Carefully remove the fish from the stock and set both aside.
Wipe the pan clean and melt the butter in it on a medium-low heat. Add the onion, leek, curry powder and turmeric (if using). Season and cook until softened over a low heat, stirring often.
Add the potato chunks and continue to sauté gently until the potato starts to look a little transparant. Turn the heat to medium-high and add the wine (if using). Let it reduce quickly, stirring to deglaze the pan in case any bits have caught.
Add the stock, including the bay leaf, the carrot and the milk. Bring to a simmer and cook until the potato and carrot are tender.

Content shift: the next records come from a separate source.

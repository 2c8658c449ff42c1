use {
  super::poll::{ParentGetter, Poll, Termination},
  crate::{
    metrics::{Averager, Counter, Gauge, MetricsRegistry},
    primitives::{Bag, Id, NodeId},
  },
  indexmap::IndexMap,
  std::sync::{Arc, Mutex},
  tracing::{debug, warn},
};

/// Stamps out polls with a shared threshold configuration.
///
/// A factory carrying a [`ParentGetter`] produces polls that
/// aggregate votes transitively along dependency edges before
/// testing termination.
#[derive(Clone)]
pub struct PollFactory {
  alpha_preference: u64,
  alpha_confidence: u64,
  parents: Option<Arc<dyn ParentGetter>>,
}

impl PollFactory {
  pub fn new(alpha_preference: u64, alpha_confidence: u64) -> Self {
    Self {
      alpha_preference,
      alpha_confidence,
      parents: None,
    }
  }

  pub fn with_parents(mut self, parents: Arc<dyn ParentGetter>) -> Self {
    self.parents = Some(parents);
    self
  }

  pub fn new_poll(&self, polled: Bag<NodeId>) -> Poll {
    Poll::new(
      self.alpha_preference,
      self.alpha_confidence,
      polled,
      self.parents.clone(),
    )
  }
}

/// The outcome of one finished poll.
#[derive(Debug, Clone)]
pub struct PollResult {
  pub request_id: u32,
  pub votes: Bag<Id>,
  pub result: Option<Id>,
  pub termination: Termination,
}

struct PollSetMetrics {
  exhausted: Counter,
  early_fail: Counter,
  early_preference: Counter,
  early_confidence: Counter,
  outstanding: Gauge,
  duration: Averager,
}

impl PollSetMetrics {
  fn new(registry: &dyn MetricsRegistry) -> Self {
    Self {
      exhausted: registry.counter("polls_exhausted"),
      early_fail: registry.counter("polls_early_fail"),
      early_preference: registry.counter("polls_early_preference"),
      early_confidence: registry.counter("polls_early_confidence"),
      outstanding: registry.gauge("polls_outstanding"),
      duration: registry.averager("polls_duration_ms"),
    }
  }

  fn observe(&self, termination: Termination) {
    match termination {
      Termination::Exhausted => self.exhausted.inc(),
      Termination::EarlyFail => self.early_fail.inc(),
      Termination::EarlyPreference => self.early_preference.inc(),
      Termination::EarlyConfidence => self.early_confidence.inc(),
    }
  }
}

/// All currently outstanding polls, keyed by request id.
///
/// Polls may finish in any order, results are only ever handed out
/// in ascending request id order: a finished poll stays queued
/// until every poll registered before it finished as well, then the
/// whole contiguous prefix is drained in one sweep.
pub struct PollSet {
  factory: PollFactory,
  polls: Mutex<IndexMap<u32, Poll>>,
  metrics: PollSetMetrics,
}

impl PollSet {
  pub fn new(factory: PollFactory, registry: &dyn MetricsRegistry) -> Self {
    Self {
      factory,
      polls: Mutex::new(IndexMap::new()),
      metrics: PollSetMetrics::new(registry),
    }
  }

  /// Registers a poll over a sampled validator bag.
  ///
  /// Returns false when the request id is already in flight.
  /// Request ids must be registered in ascending order, the drain
  /// order of results is the registration order.
  pub fn add(&self, request_id: u32, polled: Bag<NodeId>) -> bool {
    let mut polls = self.polls.lock().unwrap();
    if polls.contains_key(&request_id) {
      warn!("dropping duplicate poll {request_id}");
      return false;
    }
    polls.insert(request_id, self.factory.new_poll(polled));
    self.metrics.outstanding.set(polls.len() as i64);
    true
  }

  /// Routes a vote to its poll and drains every result that became
  /// deliverable.
  pub fn vote(
    &self,
    request_id: u32,
    validator: &NodeId,
    choice: Id,
  ) -> Vec<PollResult> {
    let mut polls = self.polls.lock().unwrap();
    match polls.get_mut(&request_id) {
      Some(poll) => poll.vote(validator, choice),
      None => {
        debug!("dropping vote from {validator} for missing poll {request_id}");
        return vec![];
      }
    }
    self.drain(&mut polls)
  }

  /// Routes a drop to its poll and drains every result that became
  /// deliverable.
  pub fn drop(&self, request_id: u32, validator: &NodeId) -> Vec<PollResult> {
    let mut polls = self.polls.lock().unwrap();
    match polls.get_mut(&request_id) {
      Some(poll) => poll.drop(validator),
      None => {
        debug!("dropping abstain from {validator} for missing poll {request_id}");
        return vec![];
      }
    }
    self.drain(&mut polls)
  }

  pub fn len(&self) -> usize {
    self.polls.lock().unwrap().len()
  }

  pub fn is_empty(&self) -> bool {
    self.len() == 0
  }

  /// Age of the oldest outstanding poll.
  pub fn oldest_age(&self) -> Option<std::time::Duration> {
    let polls = self.polls.lock().unwrap();
    polls.get_index(0).map(|(_, poll)| poll.age())
  }

  fn drain(&self, polls: &mut IndexMap<u32, Poll>) -> Vec<PollResult> {
    let mut results = vec![];
    while let Some((request_id, poll)) = polls.get_index(0) {
      if !poll.finished() {
        break;
      }
      let request_id = *request_id;
      let termination =
        poll.termination().expect("finished polls carry a termination");
      self.metrics.observe(termination);
      self.metrics.duration.observe(poll.age().as_millis() as u64);
      let (_, poll) = polls.shift_remove_index(0).unwrap();
      results.push(PollResult {
        request_id,
        result: poll.result(),
        termination,
        votes: poll.votes().clone(),
      });
    }
    self.metrics.outstanding.set(polls.len() as i64);
    results
  }
}

#[cfg(test)]
mod tests {
  use {
    super::{PollFactory, PollSet},
    crate::{
      metrics::{InMemMetrics, MetricsRegistry, NullMetrics},
      primitives::{Bag, Id, NodeId},
      prism::Termination,
    },
  };

  fn id(b: u8) -> Id {
    Id::new([b; 32])
  }

  fn node(b: u8) -> NodeId {
    NodeId::new([b; 32])
  }

  fn single(b: u8) -> Bag<NodeId> {
    let mut bag = Bag::new();
    bag.add(node(b));
    bag
  }

  #[test]
  fn results_wait_for_the_oldest_poll() {
    let set = PollSet::new(PollFactory::new(1, 1), &NullMetrics);
    assert!(set.add(1, single(1)));
    assert!(set.add(2, single(2)));
    assert!(set.add(3, single(3)));

    // requests 2 and 3 finish first, nothing may surface until
    // request 1 is done
    assert!(set.vote(2, &node(2), id(7)).is_empty());
    assert!(set.vote(3, &node(3), id(7)).is_empty());

    let results = set.vote(1, &node(1), id(7));
    let order: Vec<u32> = results.iter().map(|r| r.request_id).collect();
    assert_eq!(order, vec![1, 2, 3]);
    assert!(set.is_empty());
  }

  #[test]
  fn duplicate_request_ids_are_rejected() {
    let set = PollSet::new(PollFactory::new(1, 1), &NullMetrics);
    assert!(set.add(7, single(1)));
    assert!(!set.add(7, single(2)));
    assert_eq!(set.len(), 1);
  }

  #[test]
  fn votes_for_missing_polls_are_swallowed() {
    let set = PollSet::new(PollFactory::new(1, 1), &NullMetrics);
    assert!(set.vote(42, &node(1), id(1)).is_empty());
    assert!(set.drop(42, &node(1)).is_empty());
  }

  #[test]
  fn terminations_are_counted_separately() {
    let registry = InMemMetrics::default();
    let set = PollSet::new(PollFactory::new(1, 2), &registry);

    set.add(1, single(1));
    set.vote(1, &node(1), id(1));

    let mut polled = Bag::new();
    polled.add(node(1));
    polled.add(node(2));
    set.add(2, polled);
    set.drop(2, &node(1));
    set.drop(2, &node(2));

    assert_eq!(registry.counter("polls_exhausted").get(), 2);
    assert_eq!(registry.gauge("polls_outstanding").get(), 0);
    assert_eq!(registry.averager("polls_duration_ms").count(), 2);
  }

  #[test]
  fn result_carries_the_votes_bag() {
    let set = PollSet::new(PollFactory::new(1, 1), &NullMetrics);
    let mut polled = Bag::new();
    polled.add_count(node(1), 3);
    set.add(1, polled);

    let results = set.vote(1, &node(1), id(5));
    assert_eq!(results.len(), 1);
    assert_eq!(results[0].votes.count(&id(5)), 3);
    assert_eq!(results[0].result, Some(id(5)));
    assert_eq!(results[0].termination, Termination::Exhausted);
  }
}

Meanwhile roughly flake the fish, removing the skin and any bones as you go.
Remove 1/4 of the veg from the stock and set side. Remove the bay leaf and discard. Add 1/4 of the haddock to the pan. Check the seasoning.
Crush the soup with a potato masher, or blend using a stick blender or in a blender or food processor (in batches). It’s up to you how rough or smooth you like it.
Put the remaining veg back into the pan, together with the remaining haddock and the cream(if using). Gently heat through for a couple of minutes.
Divide over 4 bowls or soup plates and slide a poached egg or a confit egg yolk into the middle of each (if using).
Serve with a sprinkling of fresh herbs and perhaps a drizzle of cream.
Poached Eggs ( serves 4 – GF DF LC V RSF)
You don’t need an egg poacher. Just a wide pan and water. O, and eggs, of course.
I don’t add vinegar to the water as suggested by many chefs, as despite what they say, I CAN taste it in the eggs and I don’t like the flavour “bonus”. The vinegar is supposed to help keep the egg whites together. But the key really is to use ultra-fresh eggs.
Eggs have 2 types of white around the yolk: a gelatinous thick albumen right around the yolk, and a thinner white around that. As the egg gets older, there is more and more of the thinner white, and both whites get more and more watery as the egg ages. Which is why you’ll end up with a straggly egg white that doesn’t hold together well around the yolk when you use an older egg.
Tip 2: Don’t add the eggs into violently boiling water, but while it is at the gentlest of a simmer. Use a heat diffuser if you need to on a gas hob. Then turn the heat off.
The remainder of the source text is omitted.